Vesting schedules are commonly used among funded startups as employer contributions to employees who earn their stock (or stock options) over time. As opposed to immediate vesting where all the stock is granted up front, this provides an incentive to stick around.

It also provides a mechanism to be sure that if folks bail (or get fired) that a huge swath of equity wasn't arbitrarily awarded without earning it.

Founders Vesting their own Equity?

So why would the two of us wily co-founders want to vest our own equity?  

Simple — to make sure we both do what we think we're going to do over the long haul. Without vesting, we run into the problem of having distributed equity without being sure our own contributions have been truly earned. That goes for Founders as well as employees.

If everyone is doing what they said they were going to do - vesting shouldn't be a problem and it should go unnoticed. However, if problems arise (a founder leaves, for example) then vesting becomes really important because we haven't given away all of the stock without a mechanism to return it fairly.

We want to tie employee compensation to a fair grant date and fair market value when shares vest.

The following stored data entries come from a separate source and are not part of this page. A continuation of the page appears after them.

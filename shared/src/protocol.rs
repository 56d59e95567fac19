//! Line protocol spoken between the game server and the terminal client.
//!
//! Every message is newline terminated text. The client opens with a
//! handshake line, then streams `Move: <direction>` lines whenever the player
//! presses a key. The server answers each tick with either a five line state
//! frame or a terminal `win`/`lose` line. Once per match it also slips a
//! `give me secret` line in front of a frame.

use crate::{Direction, Mode};
use std::fmt;
use thiserror::Error;

pub const START_MARKER: &str = "start";
pub const SECRET_REQUEST: &str = "give me secret";
pub const WIN: &str = "win";
pub const LOSE: &str = "lose";
pub const MOVE_PREFIX: &str = "Move";

const FIELD_NAMES: [&str; 5] = ["horizontal", "vertical", "ballx", "bally", "countdown"];

/// Builds the handshake line the client sends right after connecting.
pub fn encode_handshake(mode: Mode) -> String {
    format!("{} {}\n", START_MARKER, mode.as_token())
}

/// Reads the mode out of a handshake line. A missing marker or token falls
/// back to the default game.
pub fn parse_handshake(line: &str) -> Mode {
    let line = line.trim();
    let rest = line.strip_prefix(START_MARKER).unwrap_or(line);
    Mode::from_token(rest.split_whitespace().next().unwrap_or(""))
}

pub fn encode_command(direction: Direction) -> String {
    format!("{}: {}\n", MOVE_PREFIX, direction.as_str())
}

/// Parses a command line. Text without a `": "` separator is matched as a
/// whole, and unknown directions become `Right`.
pub fn parse_command(line: &str) -> Direction {
    let text = line.split_once(": ").map_or(line, |(_, direction)| direction);
    Direction::from_text(text)
}

/// Integer snapshot of one tick, as it travels on the wire.
#[derive(Debug, Clone, Default, PartialEq, Eq)]
pub struct StateFrame {
    pub horizontal: i64,
    pub vertical: i64,
    pub ball_x: Vec<i64>,
    pub ball_y: Vec<i64>,
    /// Seconds remaining.
    pub countdown: i64,
}

fn join_values(values: &[i64]) -> String {
    values
        .iter()
        .map(|v| v.to_string())
        .collect::<Vec<_>>()
        .join(" ")
}

impl fmt::Display for StateFrame {
    fn fmt(&self, f: &mut fmt::Formatter<'_>) -> fmt::Result {
        writeln!(f, "horizontal: {}", self.horizontal)?;
        writeln!(f, "vertical: {}", self.vertical)?;
        writeln!(f, "ballx: {}", join_values(&self.ball_x))?;
        writeln!(f, "bally: {}", join_values(&self.ball_y))?;
        writeln!(f, "countdown: {}", self.countdown)
    }
}

/// Anything the server may send during a match.
#[derive(Debug, Clone, PartialEq, Eq)]
pub enum ServerMessage {
    State(StateFrame),
    SecretRequest,
    Win { reward: Option<String> },
    Lose,
}

impl ServerMessage {
    pub fn is_terminal(&self) -> bool {
        matches!(self, ServerMessage::Win { .. } | ServerMessage::Lose)
    }

    pub fn encode(&self) -> String {
        self.to_string()
    }
}

impl fmt::Display for ServerMessage {
    fn fmt(&self, f: &mut fmt::Formatter<'_>) -> fmt::Result {
        match self {
            ServerMessage::State(frame) => write!(f, "{}", frame),
            ServerMessage::SecretRequest => writeln!(f, "{}", SECRET_REQUEST),
            ServerMessage::Win { reward: None } => writeln!(f, "{}", WIN),
            ServerMessage::Win {
                reward: Some(token),
            } => writeln!(f, "{} {}", WIN, token),
            ServerMessage::Lose => writeln!(f, "{}", LOSE),
        }
    }
}

#[derive(Debug, Clone, PartialEq, Eq, Error)]
pub enum ProtocolError {
    #[error("malformed line: {0:?}")]
    MalformedLine(String),
    #[error("expected field `{expected}`, found `{found}`")]
    UnexpectedField {
        expected: &'static str,
        found: String,
    },
    #[error("field `{field}` has a non-integer value {value:?}")]
    InvalidNumber { field: &'static str, value: String },
    #[error("frame has {x} ball x values but {y} ball y values")]
    BallCountMismatch { x: usize, y: usize },
}

/// Reassembles server messages from individual lines.
///
/// State frames span five lines; terminal and secret lines can arrive between
/// any two of them. A decode error drops the partially assembled frame.
#[derive(Debug, Default)]
pub struct FrameDecoder {
    partial: StateFrame,
    next_field: usize,
}

impl FrameDecoder {
    pub fn new() -> Self {
        Self::default()
    }

    /// Feeds one line (with or without its trailing newline).
    pub fn feed(&mut self, line: &str) -> Result<Option<ServerMessage>, ProtocolError> {
        let line = line.trim_end_matches(['\r', '\n']).replace('\0', "");

        if line == LOSE {
            self.reset();
            return Ok(Some(ServerMessage::Lose));
        }
        if line == WIN {
            self.reset();
            return Ok(Some(ServerMessage::Win { reward: None }));
        }
        if let Some(token) = line.strip_prefix("win ") {
            self.reset();
            return Ok(Some(ServerMessage::Win {
                reward: Some(token.to_string()),
            }));
        }
        if line == SECRET_REQUEST {
            return Ok(Some(ServerMessage::SecretRequest));
        }

        match self.accept_field(&line) {
            Ok(message) => Ok(message),
            Err(e) => {
                self.reset();
                Err(e)
            }
        }
    }

    fn accept_field(&mut self, line: &str) -> Result<Option<ServerMessage>, ProtocolError> {
        let (key, value) = line
            .split_once(": ")
            .ok_or_else(|| ProtocolError::MalformedLine(line.to_string()))?;

        let expected = FIELD_NAMES[self.next_field];
        if key != expected {
            return Err(ProtocolError::UnexpectedField {
                expected,
                found: key.to_string(),
            });
        }

        match self.next_field {
            0 => self.partial.horizontal = parse_number(expected, value)?,
            1 => self.partial.vertical = parse_number(expected, value)?,
            2 => self.partial.ball_x = parse_list(expected, value)?,
            3 => self.partial.ball_y = parse_list(expected, value)?,
            _ => self.partial.countdown = parse_number(expected, value)?,
        }
        self.next_field += 1;

        if self.next_field < FIELD_NAMES.len() {
            return Ok(None);
        }

        let frame = std::mem::take(&mut self.partial);
        self.next_field = 0;
        if frame.ball_x.len() != frame.ball_y.len() {
            return Err(ProtocolError::BallCountMismatch {
                x: frame.ball_x.len(),
                y: frame.ball_y.len(),
            });
        }
        Ok(Some(ServerMessage::State(frame)))
    }

    fn reset(&mut self) {
        self.partial = StateFrame::default();
        self.next_field = 0;
    }
}

fn parse_number(field: &'static str, value: &str) -> Result<i64, ProtocolError> {
    value
        .trim()
        .parse()
        .map_err(|_| ProtocolError::InvalidNumber {
            field,
            value: value.to_string(),
        })
}

fn parse_list(field: &'static str, value: &str) -> Result<Vec<i64>, ProtocolError> {
    value
        .split_whitespace()
        .map(|v| parse_number(field, v))
        .collect()
}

3 Vesting Schedule Decisions

Assuming we understand the value of vesting, we have 3 big decisions to make to determine how vesting will work. We've got some smaller details like "exercise price" that are also important but for now, let's focus on the "Big 3."

Vesting Schedule 

The time period that determines how long our equity will take to be earned. Most startups define vesting schedules to be 3 or 4 years.

Vesting Cliff

A determined period of time (typically the first year, so a "one-year cliff") where equity cannot be granted. This allows us to make sure someone puts in at least a year before we start awarding stock, or we push them off a cliff — metaphorically speaking of course! Typically if an employee leaves within the first year they will not be awarded stock.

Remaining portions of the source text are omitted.